Oral Surgery Sees Significant Declines in Use and Revenue

Dentistry Today


Oral surgeons were hit particularly hard when dental practices shut down due to COVID-19, according to FAIR Health. From March 2019 to March 2020, oral surgery fell 80% in utilization and 84% in revenue based on total estimated allowed amounts. From April 2019 to April 2020, decreases included 81% in utilization and 92% in revenue based on total estimated allowed amounts.

In its study, FAIR Health used its repository of private claims data to analyze on a monthly basis changes in utilization and estimated in-network reimbursement amounts for healthcare professionals in the first four months of 2020 compared to the same period in 2019. Specialties studied included cardiology, dermatology, gastroenterology, orthopedics, pediatric primary care, and adult primary care in addition to oral surgery.

Overall, these healthcare professional services declined 68% in utilization and 48% in revenue from 2019 to 2020. Professionals in the northeast saw particularly sharp drops in utilization (80%) and revenue (79%) from April to April. Oral surgery’s decreases were the largest in the specialties studied, followed by gastroenterology. Pediatric primary care had the smallest decreases from year to year.

The top five procedures by utilization for oral surgery changed considerably from January to April 2020. Telephone E&M by a physician or other qualified healthcare professional, 11 to 20 minutes, climbed from number 131 in January to number one in April, as practices turned to telehealth to pre-screen patients before scheduling appointments. It was followed by:

  • Orthopantogram (third in January)
  • Office outpatient visit, 15 minutes (eighth in January)
  • Office outpatient visit, 25 minutes (tenth in January)
  • Removal of impacted tooth, completely bony (first in January)

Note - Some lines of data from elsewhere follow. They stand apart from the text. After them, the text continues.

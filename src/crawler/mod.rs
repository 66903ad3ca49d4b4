//! Crawler module for web page fetching and processing
//!
//! This module contains the core crawling logic, including:
//! - The shared frontier with dedup and depth limiting
//! - HTTP fetching
//! - Pattern-based link extraction
//! - The worker pool that ties them together

mod coordinator;
mod extractor;
mod fetcher;
mod frontier;

pub use coordinator::{run_crawl, Coordinator, StopHandle};
pub use extractor::{extract_links, Links};
pub use fetcher::{build_http_client, fetch_url, FetchError, FetchResult};
pub use frontier::{Claim, CrawlTask, DepthLimit, Frontier};
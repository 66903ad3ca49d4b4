//! HTTP fetcher implementation
//!
//! This module handles all HTTP requests for the crawler, including:
//! - Building the shared HTTP client from crawler configuration
//! - Issuing one GET per page, with no retries
//! - Classifying non-2xx responses and transport failures

use crate::config::CrawlerConfig;
use reqwest::Client;
use std::time::Duration;
use thiserror::Error;

/// Reason a fetch did not produce a page body
#[derive(Debug, Clone, Error, PartialEq, Eq)]
pub enum FetchError {
    #[error("HTTP {status_code} {reason}")]
    Status { status_code: u16, reason: String },

    #[error("{0}")]
    Network(String),
}

/// Result of a fetch operation
#[derive(Debug, Clone)]
pub enum FetchResult {
    /// 2xx response with a readable body
    Success {
        /// The requested URL
        url: String,
        /// HTTP status code
        status_code: u16,
        /// Page body content
        body: String,
    },

    /// Server answered with a non-2xx status
    HttpError {
        /// The requested URL
        url: String,
        /// The HTTP status code
        status_code: u16,
        /// Canonical reason phrase for the status
        reason: String,
    },

    /// Request never produced a usable response (DNS, refused, TLS, timeout)
    NetworkError {
        /// The requested URL
        url: String,
        /// Error description
        error: String,
    },
}

impl FetchResult {
    /// The URL that was requested
    pub fn url(&self) -> &str {
        match self {
            Self::Success { url, .. } | Self::HttpError { url, .. } | Self::NetworkError { url, .. } => {
                url
            }
        }
    }

    /// HTTP status code, if a response was received
    pub fn status_code(&self) -> Option<u16> {
        match self {
            Self::Success { status_code, .. } | Self::HttpError { status_code, .. } => {
                Some(*status_code)
            }
            Self::NetworkError { .. } => None,
        }
    }

    /// Page body for successful fetches
    pub fn body(&self) -> Option<&str> {
        match self {
            Self::Success { body, .. } => Some(body),
            _ => None,
        }
    }

    /// Failure reason for unsuccessful fetches
    pub fn error(&self) -> Option<FetchError> {
        match self {
            Self::Success { .. } => None,
            Self::HttpError {
                status_code,
                reason,
                ..
            } => Some(FetchError::Status {
                status_code: *status_code,
                reason: reason.clone(),
            }),
            Self::NetworkError { error, .. } => Some(FetchError::Network(error.clone())),
        }
    }

    pub fn is_success(&self) -> bool {
        matches!(self, Self::Success { .. })
    }
}

/// Builds an HTTP client with proper configuration
///
/// The transport's default redirect policy is kept. A request timeout is
/// only set when the configuration asks for one.
///
/// # Example
///
/// ```no_run
/// use sumi_reach::config::CrawlerConfig;
/// use sumi_reach::crawler::build_http_client;
///
/// let client = build_http_client(&CrawlerConfig::default()).unwrap();
/// ```
pub fn build_http_client(config: &CrawlerConfig) -> Result<Client, reqwest::Error> {
    let mut builder = Client::builder()
        .user_agent(config.user_agent.as_str())
        .gzip(true)
        .brotli(true);

    if let Some(secs) = config.request_timeout_secs {
        builder = builder.timeout(Duration::from_secs(secs));
    }

    builder.build()
}

/// Fetches a URL with a single GET request
///
/// Never panics and never retries: every outcome, including transport
/// failures, comes back as a [`FetchResult`].
///
/// | Condition | Result |
/// |-----------|--------|
/// | HTTP 2xx, body readable | `Success` |
/// | HTTP 2xx, body unreadable | `NetworkError` |
/// | Any other status | `HttpError` |
/// | Timeout / refused / DNS / TLS | `NetworkError` |
pub async fn fetch_url(client: &Client, url: &str) -> FetchResult {
    let response = match client.get(url).send().await {
        Ok(response) => response,
        Err(e) => {
            return FetchResult::NetworkError {
                url: url.to_string(),
                error: describe_error(&e),
            }
        }
    };

    let status = response.status();
    if !status.is_success() {
        return FetchResult::HttpError {
            url: url.to_string(),
            status_code: status.as_u16(),
            reason: status.canonical_reason().unwrap_or("Unknown").to_string(),
        };
    }

    match response.text().await {
        Ok(body) => FetchResult::Success {
            url: url.to_string(),
            status_code: status.as_u16(),
            body,
        },
        Err(e) => FetchResult::NetworkError {
            url: url.to_string(),
            error: format!("Failed to read body: {}", describe_error(&e)),
        },
    }
}

fn describe_error(e: &reqwest::Error) -> String {
    if e.is_timeout() {
        "Request timeout".to_string()
    } else if e.is_connect() {
        format!("Connection failed: {}", e)
    } else {
        e.to_string()
    }
}
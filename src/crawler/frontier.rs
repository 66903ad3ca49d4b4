//! Crawl frontier: the shared work queue and dedup set
//!
//! This module handles:
//! - FIFO queueing of (URL, depth) tasks
//! - The all-time-seen URL set used for deduplication
//! - Depth limiting at the point of discovery
//! - In-flight bookkeeping used to detect the end of a crawl
//!
//! Everything lives behind a single mutex. A URL enters `seen` in the same
//! critical section that pushes it onto `pending`, so concurrent discoveries
//! of one URL produce exactly one task.

use crate::config::{CrawlerConfig, DepthBoundary};
use std::collections::{HashSet, VecDeque};
use std::sync::{Mutex, MutexGuard, PoisonError};
use tokio::sync::futures::Notified;
use tokio::sync::Notify;

/// One unit of crawl work
#[derive(Debug, Clone, PartialEq, Eq)]
pub struct CrawlTask {
    /// Absolute, canonical URL to fetch
    pub url: String,

    /// Link hops from the seed this URL was first reached from
    pub depth: u32,
}

impl CrawlTask {
    pub fn new(url: impl Into<String>, depth: u32) -> Self {
        Self {
            url: url.into(),
            depth,
        }
    }
}

/// Maximum depth plus the rule for the boundary itself
#[derive(Debug, Clone, Copy, PartialEq, Eq)]
pub struct DepthLimit {
    pub max_depth: u32,
    pub boundary: DepthBoundary,
}

impl DepthLimit {
    pub fn new(max_depth: u32, boundary: DepthBoundary) -> Self {
        Self {
            max_depth,
            boundary,
        }
    }

    /// Inclusive limit, the default boundary
    pub fn inclusive(max_depth: u32) -> Self {
        Self::new(max_depth, DepthBoundary::Inclusive)
    }

    /// Returns true if a task at `depth` may be queued
    pub fn admits(&self, depth: u32) -> bool {
        self.boundary.admits(depth, self.max_depth)
    }
}

impl From<&CrawlerConfig> for DepthLimit {
    fn from(config: &CrawlerConfig) -> Self {
        Self::new(config.max_depth, config.depth_boundary)
    }
}

/// Outcome of a worker asking for work
#[derive(Debug, PartialEq, Eq)]
pub enum Claim {
    /// A task to process; the caller now owns one in-flight slot
    Task(CrawlTask),

    /// Nothing pending, but in-flight tasks may still discover more
    Idle,

    /// Nothing pending and nothing in flight (or the crawl was stopped)
    Exhausted,
}

#[derive(Debug, Default)]
struct FrontierState {
    pending: VecDeque<CrawlTask>,
    seen: HashSet<String>,
    in_flight: usize,
    closed: bool,
}

/// Thread-safe frontier shared by all workers of one crawl
#[derive(Debug)]
pub struct Frontier {
    limit: DepthLimit,
    state: Mutex<FrontierState>,
    wakeup: Notify,
}

impl Frontier {
    /// Creates an empty frontier with the given depth limit
    pub fn new(limit: DepthLimit) -> Self {
        Self {
            limit,
            state: Mutex::new(FrontierState::default()),
            wakeup: Notify::new(),
        }
    }

    /// Returns the depth limit applied by [`Frontier::try_discover`]
    pub fn limit(&self) -> DepthLimit {
        self.limit
    }

    /// Queues seed URLs at depth 0
    ///
    /// Seeds bypass the depth limit; duplicates among them are dropped.
    ///
    /// # Returns
    ///
    /// The number of seeds actually queued
    pub fn seed<I, S>(&self, urls: I) -> usize
    where
        I: IntoIterator<Item = S>,
        S: Into<String>,
    {
        let added = {
            let mut state = self.lock();
            let mut added = 0;
            for url in urls {
                let url = url.into();
                if state.seen.insert(url.clone()) {
                    state.pending.push_back(CrawlTask::new(url, 0));
                    added += 1;
                }
            }
            added
        };

        if added > 0 {
            self.wakeup.notify_waiters();
        }
        added
    }

    /// Queues `url` at `depth` if the depth is allowed and the URL is new
    ///
    /// The membership check and the insert happen under one lock, so among
    /// any number of concurrent calls for the same URL exactly one returns
    /// true.
    pub fn try_discover(&self, url: &str, depth: u32) -> bool {
        if !self.limit.admits(depth) {
            return false;
        }

        let inserted = {
            let mut state = self.lock();
            if state.seen.contains(url) {
                false
            } else {
                state.seen.insert(url.to_string());
                state.pending.push_back(CrawlTask::new(url, depth));
                true
            }
        };

        if inserted {
            self.wakeup.notify_waiters();
        }
        inserted
    }

    /// Removes and returns the oldest pending task
    ///
    /// This does not touch the in-flight count; workers use [`Frontier::claim`].
    pub fn pop(&self) -> Option<CrawlTask> {
        self.lock().pending.pop_front()
    }

    /// Pops a task and marks it in flight, or reports why none is available
    ///
    /// Pending length and in-flight count are read under the same lock that
    /// guards discovery, so `Exhausted` can never race with a page that is
    /// about to queue new links.
    pub fn claim(&self) -> Claim {
        let mut state = self.lock();

        if state.closed {
            return Claim::Exhausted;
        }

        match state.pending.pop_front() {
            Some(task) => {
                state.in_flight += 1;
                Claim::Task(task)
            }
            None if state.in_flight == 0 => Claim::Exhausted,
            None => Claim::Idle,
        }
    }

    /// Releases the in-flight slot taken by a successful [`Frontier::claim`]
    ///
    /// Must be called after all discoveries for the task have been made.
    pub fn complete(&self) {
        {
            let mut state = self.lock();
            state.in_flight = state.in_flight.saturating_sub(1);
        }
        self.wakeup.notify_waiters();
    }

    /// Future that resolves the next time the frontier changes
    ///
    /// Obtain it *before* calling [`Frontier::claim`]; a change that happens
    /// between the claim and the await is then still observed.
    pub fn changed(&self) -> Notified<'_> {
        self.wakeup.notified()
    }

    /// Stops handing out tasks; in-flight tasks still finish
    pub fn close(&self) {
        self.lock().closed = true;
        self.wakeup.notify_waiters();
    }

    /// Returns true once [`Frontier::close`] has been called
    pub fn is_closed(&self) -> bool {
        self.lock().closed
    }

    /// Returns true if nothing is pending and nothing is in flight
    pub fn is_exhausted(&self) -> bool {
        let state = self.lock();
        state.pending.is_empty() && state.in_flight == 0
    }

    /// Returns true if `url` was ever queued
    pub fn contains(&self, url: &str) -> bool {
        self.lock().seen.contains(url)
    }

    /// Number of tasks waiting to be claimed
    pub fn pending_len(&self) -> usize {
        self.lock().pending.len()
    }

    /// Number of distinct URLs ever queued
    pub fn seen_len(&self) -> usize {
        self.lock().seen.len()
    }

    /// Number of tasks claimed but not yet completed
    pub fn in_flight(&self) -> usize {
        self.lock().in_flight
    }

    // A panicking worker must not wedge the others, so poisoning is ignored:
    // every critical section leaves the state consistent.
    fn lock(&self) -> MutexGuard<'_, FrontierState> {
        self.state.lock().unwrap_or_else(PoisonError::into_inner)
    }
}
use crate::{UrlError, UrlResult};
use url::Url;

/// Schemes the crawler is able to fetch
const CRAWLABLE_SCHEMES: &[&str] = &["http", "https"];

/// Resolves a possibly-relative link against the URL of the page it came from
///
/// # Resolution Rules
///
/// 1. Parse `base`; reject if malformed
/// 2. Join `reference` onto `base` following RFC 3986 base-URL resolution:
///    - an absolute reference replaces the base entirely
///    - scheme-relative (`//host/path`), absolute-path and relative-path
///      references borrow the missing parts from the base
///    - `.` and `..` segments are collapsed
///    - query and fragment of the reference are kept as-is
/// 3. Reject anything that did not end up as an http(s) URL with a host
///
/// The result is the standard serialized form, so the same target always
/// produces the same string (e.g. `https://Example.com` → `https://example.com/`).
///
/// # Arguments
///
/// * `base` - Absolute URL of the page containing the link
/// * `reference` - The raw link as it appeared in the page
///
/// # Returns
///
/// * `Ok(String)` - Absolute, canonical URL
/// * `Err(UrlError)` - Link cannot be crawled and should be skipped
///
/// # Examples
///
/// ```
/// use sumi_reach::url::resolve;
///
/// assert_eq!(resolve("https://a.com/x/y", "../z").unwrap(), "https://a.com/z");
/// assert_eq!(
///     resolve("https://a.com/x/y", "https://b.com/page?q=1").unwrap(),
///     "https://b.com/page?q=1"
/// );
/// ```
pub fn resolve(base: &str, reference: &str) -> UrlResult<String> {
    let base_url = Url::parse(base).map_err(|e| UrlError::Parse(format!("{}: {}", base, e)))?;

    let resolved = base_url
        .join(reference)
        .map_err(|e| UrlError::Parse(format!("{}: {}", reference, e)))?;

    ensure_crawlable(&resolved)?;

    Ok(resolved.into())
}

/// Brings a seed URL into the same canonical form as resolved links
///
/// Seeds and discovered links must serialize identically, otherwise a page
/// linking back to its seed would be crawled twice.
pub fn normalize_seed(url: &str) -> UrlResult<String> {
    let parsed = Url::parse(url).map_err(|e| UrlError::Parse(format!("{}: {}", url, e)))?;
    ensure_crawlable(&parsed)?;
    Ok(parsed.into())
}

fn ensure_crawlable(url: &Url) -> UrlResult<()> {
    if !CRAWLABLE_SCHEMES.contains(&url.scheme()) {
        return Err(UrlError::UnsupportedScheme(url.scheme().to_string()));
    }

    if url.host_str().map_or(true, str::is_empty) {
        return Err(UrlError::MissingHost(url.to_string()));
    }

    Ok(())
}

In the top five oral surgery procedures by total estimated allowed amounts, removal of impacted tooth (completely bony) remained number one from January to April 2020, while removal of impacted tooth (partially bony) shifted from second to third in that period. Reconstruction of the jaw rose from fourth to second. Continuous positive airway pressure climbed from number 46 to fourth, and office outpatient visit (25 minutes) rose from nineteenth to fifth.